Quisiera reflexionar sobre las tendencias del deterioro ambiental y el futuro esperado para sociedades como la nuestra, que centran su desarrollo en el crecimiento sin límites, sin valorar los altos costos ambientales y sociales, y lo que eso representa para las próximas generaciones. Celebramos en este mes los recursos naturales y hoy 5 de junio particularmente el Día Mundial del Ambiente. Por la misma razón que hoy admiramos la grandeza, el valor y la belleza de nuestra naturaleza, no podemos dejar de señalar que debido a una irresponsabilidad generalizada con el ambiente, el futuro es poco promisorio en Panamá si no revertimos el rumbo actual.
Entre 1992 y 2008 Panamá ha deforestado 454 mil hectáreas de bosques, una superficie comparable a toda la provincia de Los Santos. Esto incluye manglares de los cuales hemos perdido 80 mil hectáreas, quedando desprotegidas nuestras costas. Con esta pérdida se dilapidan especies, ecosistemas, fuentes de agua, tierra fértil, costas y recursos valiosos. En adición, con nuestros desechos industriales y domésticos, y agroquímicos contaminamos nuestro entorno, sea este suelo, aire, aguas continentales o marinas, arrecifes coralinos y cuanto ecosistema exista. Cavamos además cráteres y destruimos ecosistemas enteros para extraer metales y otros recursos con tal de saciar un mercado y consumo absurdo. Nada de esto pareciera importarle a muchos. “Olvidamos” lamentablemente que cada impacto suma y potencia los daños, y que afecta negativamente a los seres humanos.
Este escenario marca rotundamente umbrales peligrosos para el país. Y como si esto no fuera suficiente, los cambios en el clima provocados por un aumento sin precedentes de gases de efecto invernadero en la atmósfera, producto de la industrialización intensa de los últimos 150 años, y por cambios de uso del suelo (mayormente por deforestación) impone retos a gran escala. Y a pesar de acuerdos y protocolos, la tendencia no se ha revertido; al contrario, crecen las emisiones que causan el calentamiento global. El cambio climático agrava los riesgos que de por sí se esperan de la degradación ambiental, como los deslizamientos, las inundaciones, la escasez de agua, la desertificación, la erosión de las costas, la pérdida de la biodiversidad y la inseguridad alimentaria. ¿Y nos preparamos ante las consecuencias del cambio climático? Tampoco.
Panamá, como otros países, lastimosamente dejó de lado la planificación a mediano y largo plazo. Su enfoque cortoplacista, si acaso lo que dura una administración de gobierno, conduce a un futuro incierto. Panamá crece económicamente, pero no se desarrolla. Somos tristemente uno de los dos países de mayor inequidad en el continente americano, una inequidad que trasciende, que afecta a las presentes y próximas generaciones por las grandes deudas ambientales, económicas y sociales que asumimos hoy. En Panamá nos comemos literalmente nuestro capital natural, dañamos la salud de nuestra gente cuando socavamos las condiciones para que futuros ciudadanos tengan una calidad de vida digna.

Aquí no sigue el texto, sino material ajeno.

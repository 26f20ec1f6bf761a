//! # Domain Types
//!
//! Types shared by the cart, the menu loader, and the order payload.
//!
//! ## Type Hierarchy
//! ```text
//! ┌─────────────────────────────────────────────────────────────────────────┐
//! │                         Domain Types                                    │
//! │                                                                         │
//! │  ┌─────────────────┐   ┌─────────────────┐   ┌─────────────────┐       │
//! │  │   MealRecord    │   │    LineItem     │   │      Order      │       │
//! │  │  ─────────────  │   │  ─────────────  │   │  ─────────────  │       │
//! │  │  id             │──►│  id             │──►│  user           │       │
//! │  │  name           │   │  name           │   │  orderedItems   │       │
//! │  │  description    │   │  amount         │   └────────┬────────┘       │
//! │  │  price          │   │  price          │            │                │
//! │  └─────────────────┘   └─────────────────┘   ┌────────▼────────┐       │
//! │                                              │   ContactInfo   │       │
//! │                                              │  name, street,  │       │
//! │                                              │  city, postal   │       │
//! │                                              └─────────────────┘       │
//! └─────────────────────────────────────────────────────────────────────────┘
//! ```
//!
//! Field names follow the remote store's JSON (`orderedItems`, `postalCode`).

use std::collections::BTreeMap;

use serde::{Deserialize, Serialize};
use ts_rs::TS;

use crate::money::Money;

// =============================================================================
// Meal Catalog
// =============================================================================

/// One value of the catalog document (`meals.json`), keyed by meal id.
#[derive(Debug, Clone, PartialEq, Serialize, Deserialize)]
pub struct MealEntry {
    pub name: String,
    #[serde(default)]
    pub description: String,
    pub price: Money,
}

/// The catalog document as the remote store returns it.
///
/// An empty node comes back as JSON `null`, hence the `Option`.
pub type CatalogDocument = Option<BTreeMap<String, MealEntry>>;

/// A meal on the menu.
#[derive(Debug, Clone, PartialEq, Serialize, Deserialize, TS)]
#[ts(export)]
pub struct MealRecord {
    /// Opaque id assigned by the remote store.
    pub id: String,
    pub name: String,
    pub description: String,
    /// Unit price.
    #[ts(type = "number")]
    pub price: Money,
}

impl MealRecord {
    /// Builds a record from a catalog key and its value.
    pub fn from_entry(id: impl Into<String>, entry: MealEntry) -> Self {
        MealRecord {
            id: id.into(),
            name: entry.name,
            description: entry.description,
            price: entry.price,
        }
    }
}

/// Flattens the id-keyed catalog document into a list of records.
///
/// Records come out ordered by id, which is the order the remote store
/// lists its keys in.
pub fn flatten_catalog(document: CatalogDocument) -> Vec<MealRecord> {
    document
        .unwrap_or_default()
        .into_iter()
        .map(|(id, entry)| MealRecord::from_entry(id, entry))
        .collect()
}

// =============================================================================
// Line Item
// =============================================================================

/// One cart entry: a meal, its unit price, and the selected quantity.
///
/// ## Invariants
/// - `amount >= 1` while the item is in a cart
/// - `price` is frozen when the meal is first added
#[derive(Debug, Clone, PartialEq, Eq, Serialize, Deserialize, TS)]
#[ts(export)]
pub struct LineItem {
    pub id: String,
    pub name: String,
    /// Quantity in the cart.
    pub amount: u32,
    /// Unit price.
    #[ts(type = "number")]
    pub price: Money,
}

impl LineItem {
    /// Creates a line item.
    pub fn new(id: impl Into<String>, name: impl Into<String>, price: Money, amount: u32) -> Self {
        LineItem {
            id: id.into(),
            name: name.into(),
            amount,
            price,
        }
    }

    /// Creates a line item for `amount` units of a menu meal.
    pub fn from_meal(meal: &MealRecord, amount: u32) -> Self {
        LineItem::new(meal.id.clone(), meal.name.clone(), meal.price, amount)
    }

    /// Returns a copy of this item with a quantity of one.
    ///
    /// This is what the cart's "+" button adds.
    pub fn single_unit(&self) -> Self {
        LineItem {
            amount: 1,
            ..self.clone()
        }
    }

    /// Calculates the line total (unit price × amount).
    #[inline]
    pub fn line_total(&self) -> Money {
        self.price * self.amount
    }

    /// Line total, or `None` if it does not fit in `Money`.
    #[inline]
    pub fn checked_line_total(&self) -> Option<Money> {
        self.price.checked_mul_quantity(self.amount)
    }
}

// =============================================================================
// Contact Info
// =============================================================================

/// Validated delivery contact details, as sent in the order payload.
#[derive(Debug, Clone, PartialEq, Eq, Serialize, Deserialize, TS)]
#[ts(export)]
#[serde(rename_all = "camelCase")]
pub struct ContactInfo {
    pub name: String,
    pub street: String,
    pub city: String,
    pub postal_code: String,
}

// =============================================================================
// Order
// =============================================================================

/// The order document POSTed to the remote store.
#[derive(Debug, Clone, PartialEq, Eq, Serialize, Deserialize, TS)]
#[ts(export)]
#[serde(rename_all = "camelCase")]
pub struct Order {
    pub user: ContactInfo,
    pub ordered_items: Vec<LineItem>,
}

impl Order {
    /// Creates an order from contact details and the cart's items.
    pub fn new(user: ContactInfo, ordered_items: Vec<LineItem>) -> Self {
        Order {
            user,
            ordered_items,
        }
    }

    /// Sum of all line totals.
    pub fn total(&self) -> Money {
        self.ordered_items.iter().map(LineItem::line_total).sum()
    }
}

// =============================================================================
// Unit Tests
// =============================================================================
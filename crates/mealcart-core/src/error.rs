//! # Error Types
//!
//! Domain-specific error types for mealcart-core.
//!
//! ## Error Hierarchy
//! ```text
//! ┌─────────────────────────────────────────────────────────────────────────┐
//! │                         Error Types                                     │
//! │                                                                         │
//! │  mealcart-core errors (this file)                                       │
//! │  ├── CoreError        - Rejected cart transitions                       │
//! │  └── ValidationError  - Form and wire value failures                    │
//! │                                                                         │
//! │  mealcart-client errors (separate crate)                                │
//! │  ├── LoadError        - Menu fetch failures                             │
//! │  ├── SubmitError      - Order POST failures                             │
//! │  └── ConfigError      - Configuration load/save failures                │
//! └─────────────────────────────────────────────────────────────────────────┘
//! ```

use thiserror::Error;

// =============================================================================
// Core Error
// =============================================================================

/// Cart errors.
#[derive(Debug, Clone, PartialEq, Eq, Error)]
pub enum CoreError {
    /// A removal named an id that is not in the cart.
    ///
    /// ## When This Occurs
    /// - The UI issued a remove for a stale line (e.g. after a clear)
    /// - Two removes raced for the last unit of the same item
    ///
    /// The cart is left unchanged.
    #[error("Cart item not found: {0}")]
    ItemNotFound(String),

    /// An added line item is not acceptable (zero amount, price out of
    /// range). The cart is left unchanged.
    #[error("Validation error: {0}")]
    Validation(#[from] ValidationError),

    /// A quantity or the running total no longer fits its integer type.
    #[error("Cart total overflow")]
    Overflow,
}

// =============================================================================
// Validation Error
// =============================================================================

/// Input validation errors.
///
/// These are recoverable and shown next to the offending form field.
#[derive(Debug, Clone, PartialEq, Eq, Error)]
pub enum ValidationError {
    /// A required field is missing or blank.
    #[error("{field} is required")]
    Required { field: String },

    /// Field value does not have the exact required length.
    #[error("{field} must be exactly {expected} characters")]
    InvalidLength { field: String, expected: usize },

    /// Numeric value is out of range.
    #[error("{field} must be between {min} and {max}")]
    OutOfRange { field: String, min: i64, max: i64 },

    /// Invalid format (e.g. "2.5" for a whole-number quantity).
    #[error("{field} has invalid format: {reason}")]
    InvalidFormat { field: String, reason: String },

    /// A price coming off the wire cannot be represented as money.
    #[error("Invalid price: {reason}")]
    InvalidPrice { reason: String },
}

impl ValidationError {
    /// Returns the name of the field this error refers to.
    pub fn field(&self) -> &str {
        match self {
            ValidationError::Required { field }
            | ValidationError::InvalidLength { field, .. }
            | ValidationError::OutOfRange { field, .. }
            | ValidationError::InvalidFormat { field, .. } => field,
            ValidationError::InvalidPrice { .. } => "price",
        }
    }
}

// =============================================================================
// Result Type Alias
// =============================================================================

/// Convenience type alias for Results with CoreError.
pub type CoreResult<T> = Result<T, CoreError>;

// =============================================================================
// Unit Tests
// =============================================================================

No hay motivo de ilusiones, Panamá y el mundo poco responden a los llamados de alerta, y a las evaluaciones científicas que apuntan a escenarios de escasez de recursos y que ocasionan conflictos sociales, donde el agua ya es un factor de guerras. Matemáticamente no hay forma de probar que los actuales patrones de producción y consumo podrán mantenerse ilimitadamente. Y lo peor es que no se visualiza por parte del Estado una política de desarrollo que tome en cuenta la protección de los recursos naturales como condición sine qua non para mejorar la calidad de vida del presente y que asegure mejores o iguales condiciones hacia el futuro.
Una opción clara y coherente es lo que apunta el intelectual Stephane Heller en su reciente y revolucionaria publicación Indignaos! (Indignez-vous!, por su nombre en francés) que llama a las sociedades, especialmente a la juventud, a no ser indiferente, a expresarse pacíficamente por la injusticia social y financiera, por la pobreza y por la insostenibilidad del planeta. ¡Debemos indignarnos por el futuro que aguarda a Panamá! Porque sin agua, sin tierras aptas para los cultivos, sin aire puro, sin ecosistemas con sus funciones vitales, sin la biodiversidad, sin peces, y expuestos a desastres, nos dirigimos al despeñadero. ¿Qué no hay razón para indignarse? Diga usted.